Историку могут быть доступны карты сражений, военные донесения, дипломатическая переписка, наконец, многочисленные мемуары прямых участников событий (можно представить себе, насколько облегчилась бы жизнь палеонтологов, если бы подобную «мемуаристику» оставили после себя динозавры). Слава богу, структуры человеческих языков, даже самых древних, давно утерявших своих живых носителей, открыты для понимания, что позволяет специалистам читать налоговые документы египетских фараонов, законы Хаммурапи или похвальбы ассирийских завоевателей почти так же просто, как мы читаем современные газеты.
Но все это, как полагают критики, не делает прошлое познаваемым. Вопрос упирается в невозможность адекватного понимания историком реальных импульсов поведения своих персонажей, которое проистекает, если говорить попросту, из той древний истины, что «чужая душа — потемки».

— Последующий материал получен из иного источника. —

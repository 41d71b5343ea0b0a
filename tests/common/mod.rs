//! Shared test fixtures and utilities for integration tests.
//!
//! # Available Fixtures
//!
//! - `search_workspace`: a temp copy of the bundled shards that tests may edit
//! - `fixture_store`: the bundled shards loaded into an [`IndexStore`]
//!
//! [`TempWorkspace`] is the reusable temp-directory building block for any
//! test that needs filesystem isolation.

use rstest::fixture;
use searchdata_mcp::{IndexState, IndexStore, loader, logging};
use std::path::{Path, PathBuf};
use tempfile::TempDir;

/// Bundled shard files copied from a real generated site.
pub const FIXTURE_SHARDS: &[&str] = &["all_17.js", "functions_a.js"];

/// Returns the project root directory (where Cargo.toml lives).
pub fn project_root() -> PathBuf {
    PathBuf::from(env!("CARGO_MANIFEST_DIR"))
}

/// Directory holding the bundled shard fixtures.
pub fn fixture_dir() -> PathBuf {
    project_root().join("tests/fixtures/search")
}

/// Contents of one bundled shard.
#[allow(dead_code)] // Used across different integration test crates
pub fn fixture(name: &str) -> String {
    let path = fixture_dir().join(name);
    std::fs::read_to_string(&path)
        .unwrap_or_else(|e| panic!("Failed to read fixture '{}': {}", path.display(), e))
}

/// A temporary workspace directory for test isolation.
///
/// Automatically cleaned up when dropped.
#[allow(dead_code)] // Methods used across different integration test crates
pub struct TempWorkspace {
    _temp: TempDir,
    root: PathBuf,
}

#[allow(dead_code)] // Methods used across different integration test crates
impl TempWorkspace {
    /// Creates a new empty temporary workspace.
    pub fn new() -> Self {
        let temp = TempDir::new().expect("Failed to create temp directory");
        let root = temp.path().to_path_buf();
        Self { _temp: temp, root }
    }

    /// Returns the root path of this workspace.
    pub fn path(&self) -> &Path {
        &self.root
    }

    /// Creates a directory (and all parent directories) within this workspace.
    ///
    /// # Panics
    /// Panics if directory creation fails.
    pub fn create_dir(&self, path: &str) -> PathBuf {
        let full_path = self.root.join(path);
        std::fs::create_dir_all(&full_path)
            .unwrap_or_else(|e| panic!("Failed to create directory '{}': {}", path, e));
        full_path
    }

    /// Creates a file with the given content, creating parent directories.
    ///
    /// # Panics
    /// Panics if file creation fails.
    pub fn create_file(&self, path: &str, content: &str) {
        let full_path = self.root.join(path);
        if let Some(parent) = full_path.parent() {
            std::fs::create_dir_all(parent).unwrap_or_else(|e| {
                panic!("Failed to create parent directory for '{}': {}", path, e)
            });
        }
        std::fs::write(&full_path, content)
            .unwrap_or_else(|e| panic!("Failed to write file '{}': {}", path, e));
    }

    /// Copies a file from the real filesystem into this workspace.
    ///
    /// # Panics
    /// Panics if copying fails.
    pub fn copy_file(&self, source: &Path, dest_relative: &str) {
        let dest = self.root.join(dest_relative);
        if let Some(parent) = dest.parent() {
            std::fs::create_dir_all(parent).unwrap_or_else(|e| {
                panic!(
                    "Failed to create parent directory for '{}': {}",
                    dest_relative, e
                )
            });
        }
        std::fs::copy(source, &dest).unwrap_or_else(|e| {
            panic!(
                "Failed to copy '{}' to '{}': {}",
                source.display(),
                dest_relative,
                e
            )
        });
    }

    pub fn remove_file(&self, path: &str) {
        std::fs::remove_file(self.root.join(path))
            .unwrap_or_else(|e| panic!("Failed to remove '{}': {}", path, e));
    }
}

impl Default for TempWorkspace {
    fn default() -> Self {
        Self::new()
    }
}

/// A generated-site layout in a temp directory: `html/search/` holds a copy
/// of the bundled shards and `cache/` is an empty snapshot directory.
#[allow(dead_code)] // Fields used across different integration test crates
pub struct SearchWorkspace {
    pub workspace: TempWorkspace,
    pub search_dir: PathBuf,
    pub cache_dir: PathBuf,
}

#[allow(dead_code)] // Methods used across different integration test crates
impl SearchWorkspace {
    pub fn new() -> Self {
        logging::init(tracing::Level::DEBUG);
        let workspace = TempWorkspace::new();
        for name in FIXTURE_SHARDS {
            workspace.copy_file(&fixture_dir().join(name), &format!("html/search/{}", name));
        }
        let search_dir = workspace.path().join("html/search");
        let cache_dir = workspace.create_dir("cache");
        Self {
            workspace,
            search_dir,
            cache_dir,
        }
    }

    /// Writes (or overwrites) a shard in the search directory.
    pub fn write_shard(&self, name: &str, content: &str) {
        self.workspace
            .create_file(&format!("html/search/{}", name), content);
    }

    pub fn remove_shard(&self, name: &str) {
        self.workspace.remove_file(&format!("html/search/{}", name));
    }

    /// Snapshot files currently in the cache directory.
    pub fn snapshots(&self) -> Vec<PathBuf> {
        let mut files: Vec<_> = std::fs::read_dir(&self.cache_dir)
            .expect("Failed to list cache directory")
            .filter_map(|entry| entry.ok().map(|e| e.path()))
            .filter(|path| path.extension().is_some_and(|ext| ext == "snapshot"))
            .collect();
        files.sort();
        files
    }
}

#[fixture]
#[allow(dead_code)] // Used across different integration test crates
pub fn search_workspace() -> SearchWorkspace {
    SearchWorkspace::new()
}

/// The bundled shards merged into one store, `all_17` first.
#[fixture]
#[allow(dead_code)] // Used across different integration test crates
pub fn fixture_store() -> IndexStore {
    let all = IndexStore::load_shard(
        searchdata_mcp::ShardName::parse("all_17"),
        &fixture("all_17.js"),
    )
    .expect("all_17 fixture parses");
    let functions = IndexStore::load_shard(
        searchdata_mcp::ShardName::parse("functions_a"),
        &fixture("functions_a.js"),
    )
    .expect("functions_a fixture parses");
    all.merge(functions)
}

/// Loads the bundled directory the way the server does.
#[allow(dead_code)] // Used across different integration test crates
pub async fn fixture_state() -> IndexState {
    logging::init(tracing::Level::DEBUG);
    let dir = fixture_dir();
    let report = loader::load_dir(&dir)
        .await
        .expect("fixture directory loads");
    IndexState::new(report, &dir, searchdata_mcp::search::DEFAULT_LIMIT)
}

Мы видим, как это обстоятельство мешает историкам понять даже ближайшую историю своей собственной страны — к примеру, причины массовых репрессий 1937 года в СССР. Попытки «заглянуть в душу» их инициатора, понять подлинную мотивацию поступков Сталина рождают множество противоположных версий, арбитром которых мог бы стать лишь сам покойный генералиссимус, если бы захотел или сумел правдиво, «как на духу» комментировать собственное поведение.
Нетрудно представить себе, как усложняется ситуация, когда историк пытается судить дела и поступки людей, принадлежащих иным странам и иным эпохам. Шансы на получение истинного, достоверного знания, как полагают критики исторического познания, в этом случае падают до нуля, ибо историк сталкивается с абсолютной некоммуникабельностью различных исторических эпох — той, к которой принадлежит он сам, и той, которую пытается самоуверенно постичь.

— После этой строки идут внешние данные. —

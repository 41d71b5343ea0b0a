//! Prefix search infrastructure for generated search-index shards.
//!
//! This module provides key normalization, the read-only index store and the
//! query layer built on top of it.

// Module declarations
pub mod key;
pub(crate) mod query;
pub(crate) mod store;

// Public re-exports (used via lib.rs)
pub use query::{DEFAULT_LIMIT, SearchHit, SearchQuery, SearchResults};
pub use store::{IndexStats, IndexStore};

Методологическую позицию, которая настаивает на этом тезисе, нередко именуют «презентизмом» (от английского present, означающего «настоящее»).
Презентисты убеждены в том, что каждый человек всецело и безраздельно принадлежит своему времени. Он не в состоянии вырваться за рамки идей, пристрастий, вкусов, принятых в его собственную эпоху, в результате чего разговор между представителями разных эпох — это всегда диалог глухих. Мы можем текстуально знать религиозные трактаты Фомы Аквинского, но никогда не поймем их собственный, сокровенный смысл, ибо, как утверждают историки, «религиозность просвещенного европейца, притуплённая развитием науки» не приспособлена для понимания средневековой религиозности, так же как экономическое мышление нашего времени, сложившееся в эпоху индустриализации XVIII и XIX столетий, «не может правильно оценить средневековую систему торговли и учета».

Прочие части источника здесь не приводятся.